→ Your goal
Count every line of the data that includes "private". State only the number.

++++ Provided material ++++

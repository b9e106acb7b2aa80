//! Discovery module: Find .sift root by walking up the directory tree

use std::path::{Path, PathBuf};

use crate::{Result, SIFT_DIR, SiftError};

/// Find the .sift root directory by walking up from the given path.
///
/// Returns the path to the directory containing .sift (not the .sift folder itself).
pub fn find_sift_root(start: &Path) -> Result<PathBuf> {
    let mut current = start.canonicalize()?;

    loop {
        if current.join(SIFT_DIR).is_dir() {
            return Ok(current);
        }

        match current.parent() {
            Some(parent) => current = parent.to_path_buf(),
            None => return Err(SiftError::NotInRepo),
        }
    }
}

/// Get the .sift directory path for a given root.
pub fn sift_dir(root: &Path) -> PathBuf {
    root.join(SIFT_DIR)
}

/// Get the config file path.
pub fn config_path(root: &Path) -> PathBuf {
    sift_dir(root).join("config.json")
}

/// Get the index cache path.
pub fn cache_path(root: &Path) -> PathBuf {
    sift_dir(root).join("index.json")
}

/// Get the audit log path.
pub fn log_path(root: &Path) -> PathBuf {
    sift_dir(root).join("embeddings_log.txt")
}

/// Get the directory the embedding model is downloaded into.
pub fn models_dir(root: &Path) -> PathBuf {
    sift_dir(root).join("models")
}
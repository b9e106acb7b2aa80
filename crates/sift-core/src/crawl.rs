//! Filesystem crawler: walk the search root and collect indexable paths

use std::path::{Path, PathBuf};
use std::sync::Arc;

use ignore::WalkBuilder;

use crate::classifier::{ExclusionRules, PathClassifier};
use crate::{Config, Result, SiftError};

/// Paths found by one scan, with the basenames that get embedded.
#[derive(Debug, Default, Clone)]
pub struct ScanResult {
    pub paths: Vec<PathBuf>,
    pub names: Vec<String>,
    /// Entries or subtrees that could not be read and were skipped.
    pub skipped: usize,
}

impl ScanResult {
    pub fn len(&self) -> usize {
        self.paths.len()
    }

    pub fn is_empty(&self) -> bool {
        self.paths.is_empty()
    }
}

/// Walks a directory tree, keeping what the classifier accepts.
///
/// Rejected directories are pruned, not descended. Folders that pass are
/// reported alongside files so they can be searched too.
pub struct Crawler {
    classifier: Arc<dyn PathClassifier>,
    rules: ExclusionRules,
}

impl Crawler {
    pub fn new(config: &Config, classifier: Arc<dyn PathClassifier>) -> Self {
        Self {
            classifier,
            rules: ExclusionRules::new(config),
        }
    }

    /// Collect every relevant path under `root` (the root itself excluded).
    pub fn scan(&self, root: &Path) -> Result<ScanResult> {
        if !root.is_dir() {
            return Err(SiftError::Scan(format!(
                "search root is not a directory: {}",
                root.display()
            )));
        }

        let mut result = ScanResult::default();
        if self.rules.is_under_excluded_root(root) {
            tracing::info!("Search root {} is excluded, nothing to scan", root.display());
            return Ok(result);
        }

        let classifier = Arc::clone(&self.classifier);
        let rules = self.rules.clone();
        let walker = WalkBuilder::new(root)
            .standard_filters(false) // Policy belongs to the classifier
            .follow_links(false)
            .sort_by_file_name(|a, b| a.cmp(b))
            .filter_entry(move |entry| {
                if entry.depth() == 0 {
                    return true;
                }
                let hidden = entry.file_name().to_string_lossy().starts_with('.');
                !hidden
                    && !rules.is_under_excluded_root(entry.path())
                    && classifier.is_relevant(entry.path())
            })
            .build();

        for entry in walker {
            match entry {
                Ok(entry) if entry.depth() == 0 => {}
                Ok(entry) => {
                    result
                        .names
                        .push(entry.file_name().to_string_lossy().into_owned());
                    result.paths.push(entry.into_path());
                }
                Err(e) => {
                    tracing::warn!("Skipping unreadable entry: {}", e);
                    result.skipped += 1;
                }
            }
        }

        tracing::debug!(
            "Scanned {}: {} relevant, {} skipped",
            root.display(),
            result.len(),
            result.skipped
        );
        Ok(result)
    }
}

#[cfg(test)]
mod tests {
    use super::*;
    use crate::classifier::HeuristicClassifier;
    use pretty_assertions::assert_eq;
    use std::collections::BTreeSet;
    use std::fs;

    fn touch(path: PathBuf) {
        fs::create_dir_all(path.parent().unwrap()).unwrap();
        fs::write(path, "").unwrap();
    }

    fn config_for(root: &Path) -> Config {
        Config {
            excluded_paths: vec![root.join("private")],
            excluded_patterns: vec!["node_modules".into(), "__pycache__".into()],
            excluded_extensions: vec!["exe".into()],
            ..Config::default()
        }
    }

    fn crawler(config: &Config) -> Crawler {
        Crawler::new(config, Arc::new(HeuristicClassifier::new(config).unwrap()))
    }

    fn tree() -> tempfile::TempDir {
        let temp = tempfile::Builder::new().prefix("sift-crawl").tempdir().unwrap();
        let root = temp.path();
        touch(root.join("Documents/report.pdf"));
        touch(root.join("Documents/12345.txt"));
        touch(root.join("node_modules/pkg/index.js"));
        touch(root.join(".git/config"));
        touch(root.join("private/secret.md"));
        touch(root.join("projects/src/main.rs"));
        touch(root.join("_build/keep.txt"));
        touch(root.join("setup.exe"));
        touch(root.join("readme.md"));
        temp
    }

    #[test]
    fn scan_applies_policy_and_prunes() {
        let temp = tree();
        let config = config_for(temp.path());
        let result = crawler(&config).scan(temp.path()).unwrap();

        let names: BTreeSet<&str> = result.names.iter().map(String::as_str).collect();
        let expected: BTreeSet<&str> =
            ["Documents", "report.pdf", "projects", "src", "main.rs", "readme.md"]
                .into_iter()
                .collect();
        assert_eq!(names, expected);
        assert_eq!(result.skipped, 0);
    }

    #[test]
    fn paths_and_names_stay_aligned() {
        let temp = tree();
        let config = config_for(temp.path());
        let result = crawler(&config).scan(temp.path()).unwrap();

        assert_eq!(result.paths.len(), result.names.len());
        for (path, name) in result.paths.iter().zip(&result.names) {
            assert!(path.is_absolute());
            assert_eq!(path.file_name().unwrap().to_string_lossy(), name.as_str());
        }
        assert!(result.paths.contains(&temp.path().join("projects/src/main.rs")));
    }

    #[test]
    fn rejected_directory_is_not_descended() {
        let temp = tree();
        let config = config_for(temp.path());
        let result = crawler(&config).scan(temp.path()).unwrap();

        // keep.txt would pass on its own, but its parent _build does not
        assert!(!result.names.iter().any(|n| n == "keep.txt"));
    }

    #[test]
    fn excluded_root_yields_nothing() {
        let temp = tree();
        let mut config = config_for(temp.path());
        config.excluded_paths.push(temp.path().to_path_buf());

        let result = crawler(&config).scan(temp.path()).unwrap();
        assert!(result.is_empty());
    }

    #[test]
    fn missing_root_is_a_scan_error() {
        let temp = tree();
        let config = config_for(temp.path());
        let result = crawler(&config).scan(&temp.path().join("nope"));
        assert!(matches!(result, Err(SiftError::Scan(_))));
    }

    #[test]
    fn repeated_scans_agree() {
        let temp = tree();
        let config = config_for(temp.path());
        let crawler = crawler(&config);

        let first = crawler.scan(temp.path()).unwrap();
        let second = crawler.scan(temp.path()).unwrap();
        assert_eq!(first.paths, second.paths);
    }

    #[cfg(unix)]
    #[test]
    fn unreadable_subtree_is_skipped_and_counted() {
        use std::os::unix::fs::PermissionsExt;

        let temp = tree();
        let locked = temp.path().join("projects/locked");
        touch(locked.join("inner.md"));
        fs::set_permissions(&locked, fs::Permissions::from_mode(0o000)).unwrap();

        // permissions do not apply to root
        if fs::read_dir(&locked).is_ok() {
            fs::set_permissions(&locked, fs::Permissions::from_mode(0o755)).unwrap();
            return;
        }

        let config = config_for(temp.path());
        let result = crawler(&config).scan(temp.path());
        fs::set_permissions(&locked, fs::Permissions::from_mode(0o755)).unwrap();
        let result = result.unwrap();

        assert!(result.skipped >= 1);
        assert!(!result.names.iter().any(|n| n == "inner.md"));
        for sibling in ["main.rs", "report.pdf", "readme.md"] {
            assert!(result.names.iter().any(|n| n == sibling), "missing {sibling}");
        }
    }
}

++++

→ Response to the exercise
2